Products that use alkaline batteries should not be left unused in extreme temperatures. The battery could leak and cause rusting, which could damage the product, be it a flashlight, camera, or even a toy car. Leaking from the battery is potassium hydroxide, which hardens as soon as it is exposed to the atmosphere. It prevents fresh batteries from powering the device and can be hazardous to your skin.
Take the batteries out of the device and dispose of them. Make sure you do not get any of the material on your skin if the leak is still in liquid form.
Mix an equal proportion of water and vinegar or water and lime juice. The idea is to get an acidic solution to clean the corrosion.

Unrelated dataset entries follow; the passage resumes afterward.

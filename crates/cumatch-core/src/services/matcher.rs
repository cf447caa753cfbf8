//! Match service: validation, resolution and command generation in one step.

use std::sync::Arc;

use tracing::{debug, info};

use crate::command::{PipOptions, build_conda_command, build_pip_command};
use crate::domain::{
    CudaVersion, DetectionResult, DetectionSource, ResolutionResult, is_valid_version_format,
};
use crate::errors::MatchError;
use crate::resolver::resolve_version;
use crate::table::VersionTable;

/// Turns requested CUDA versions into [`ResolutionResult`]s.
///
/// Holds the read-only table behind an `Arc`, so clones are cheap and can be
/// shared between callers.
#[derive(Debug, Clone)]
pub struct MatchService {
    table: Arc<VersionTable>,
    pip: PipOptions,
}

impl MatchService {
    /// Create a service over `table`.
    pub const fn new(table: Arc<VersionTable>, pip: PipOptions) -> Self {
        Self { table, pip }
    }

    /// The table this service resolves against.
    pub fn table(&self) -> &VersionTable {
        &self.table
    }

    /// Pip options used for command generation.
    pub const fn pip_options(&self) -> &PipOptions {
        &self.pip
    }

    /// Same service with different pip options.
    #[must_use]
    pub fn with_pip_options(&self, pip: PipOptions) -> Self {
        Self {
            table: Arc::clone(&self.table),
            pip,
        }
    }

    /// Resolve a `major.minor` version string.
    ///
    /// `source` is the detection provenance, or `None` for manual entry.
    pub fn match_version(
        &self,
        requested: &str,
        source: Option<DetectionSource>,
    ) -> Result<ResolutionResult, MatchError> {
        let requested = requested.trim();
        if !is_valid_version_format(requested) {
            return Err(MatchError::InvalidInputFormat(requested.to_string()));
        }
        let version = CudaVersion::normalize(requested)
            .ok_or_else(|| MatchError::InvalidInputFormat(requested.to_string()))?;

        let resolution = resolve_version(&version, &self.table)
            .ok_or_else(|| MatchError::NoMappingFound(requested.to_string()))?;

        if resolution.kind.is_fallback() {
            info!(
                requested,
                matched = resolution.matched_key,
                "No exact mapping, using closest compatible CUDA version"
            );
        } else {
            debug!(requested, "Exact mapping found");
        }

        let entry = resolution.entry.clone();
        Ok(ResolutionResult {
            requested: requested.to_string(),
            source,
            matched_key: resolution.matched_key.to_string(),
            match_kind: resolution.kind,
            pip_command: build_pip_command(&entry, &self.pip),
            conda_command: build_conda_command(&entry),
            entry,
            gpu_info: None,
        })
    }

    /// Resolve the version found by a detection run.
    pub fn match_detection(
        &self,
        detection: &DetectionResult,
    ) -> Result<ResolutionResult, MatchError> {
        match detection.version.as_deref() {
            Some(version) => self.match_version(version, Some(detection.source)),
            None => Err(MatchError::DetectionFailed(describe_failure(detection))),
        }
    }
}

fn describe_failure(detection: &DetectionResult) -> String {
    let summary = detection
        .error
        .clone()
        .unwrap_or_else(|| "Unable to detect CUDA version".to_string());
    if detection.attempts.is_empty() {
        return summary;
    }
    let details = detection
        .attempts
        .iter()
        .map(|a| format!("{}: {}", a.source, a.error))
        .collect::<Vec<_>>()
        .join("; ");
    format!("{summary} ({details})")
}

#[cfg(test)]
mod tests {
    use super::*;
    use crate::domain::{DetectionAttempt, MatchKind, VersionEntry};

    fn service() -> MatchService {
        let table = VersionTable::from_entries([(
            "11.8",
            VersionEntry::new("2.2.0", "0.15.2", "2.2.2").with_tag("cu118"),
        )])
        .unwrap();
        MatchService::new(Arc::new(table), PipOptions::default())
    }

    #[test]
    fn test_match_fallback_builds_commands() {
        let result = service().match_version("11.7", None).unwrap();
        assert_eq!(result.requested, "11.7");
        assert_eq!(result.matched_key, "11.8");
        assert_eq!(result.match_kind, MatchKind::NearestMinor);
        assert_eq!(result.source_label(), "manual");
        assert!(result.pip_command.contains("torch==2.2.0"));
        assert!(result.conda_command.contains("cudatoolkit=11.8"));
    }

    #[test]
    fn test_invalid_format() {
        for bad in ["11", "11.8.1", "abc", ""] {
            assert_eq!(
                service().match_version(bad, None),
                Err(MatchError::InvalidInputFormat(bad.to_string()))
            );
        }
    }

    #[test]
    fn test_no_mapping() {
        assert_eq!(
            service().match_version("12.1", None),
            Err(MatchError::NoMappingFound("12.1".to_string()))
        );
    }

    #[test]
    fn test_match_detection_success() {
        let detection = DetectionResult {
            source: DetectionSource::CompilerTool,
            version: Some("11.8".to_string()),
            raw: Some("release 11.8".to_string()),
            error: None,
            attempts: Vec::new(),
        };
        let result = service().match_detection(&detection).unwrap();
        assert_eq!(result.source, Some(DetectionSource::CompilerTool));
        assert_eq!(result.match_kind, MatchKind::Exact);
    }

    #[test]
    fn test_match_detection_failure_lists_attempts() {
        let detection = DetectionResult::not_detected(vec![DetectionAttempt {
            source: DetectionSource::CompilerTool,
            error: "nvcc not found".to_string(),
        }]);
        let err = service().match_detection(&detection).unwrap_err();
        assert_eq!(
            err,
            MatchError::DetectionFailed(
                "Unable to detect CUDA version (nvcc: nvcc not found)".to_string()
            )
        );
    }

    #[test]
    fn test_with_pip_options_shares_table() {
        let base = service();
        let custom = base.with_pip_options(PipOptions::default().with_extras(vec!["xformers".into()]));
        assert_eq!(custom.table(), base.table());
        let result = custom.match_version("11.8", None).unwrap();
        assert!(result.pip_command.contains(" xformers "));
    }
}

Use a cotton swab or a clean cloth to dab the solution onto the corrosion. What you use will depend on the size of the area to be cleaned but in most cases, a swab will suffice. Use a toothbrush on those surfaces that are a bit bigger and have stubborn corrosion stains after applying the solution. Be careful of excess solution running into a battery-operated device---you could damage the device.
Use a blow dryer set on cool to dry out smaller spaces or a clean cloth to wipe out any moisture. Never insert new batteries unless the product is completely dry.
Run water over your skin for about five minutes to completely cleanse your skin if it has come in contact with the rust. Potassium hydroxide can be extremely harmful to the eyes and can burn the skin.
Check the brand of the alkaline battery. Some bigger companies offer service for such leaks or offer advice for dealing with a particularly bad leak.
If you install batteries incorrectly, they may leak. Make sure to install the batteries according to the grid in the battery compartment. Supervise children when they install batteries to make sure they install them correctly.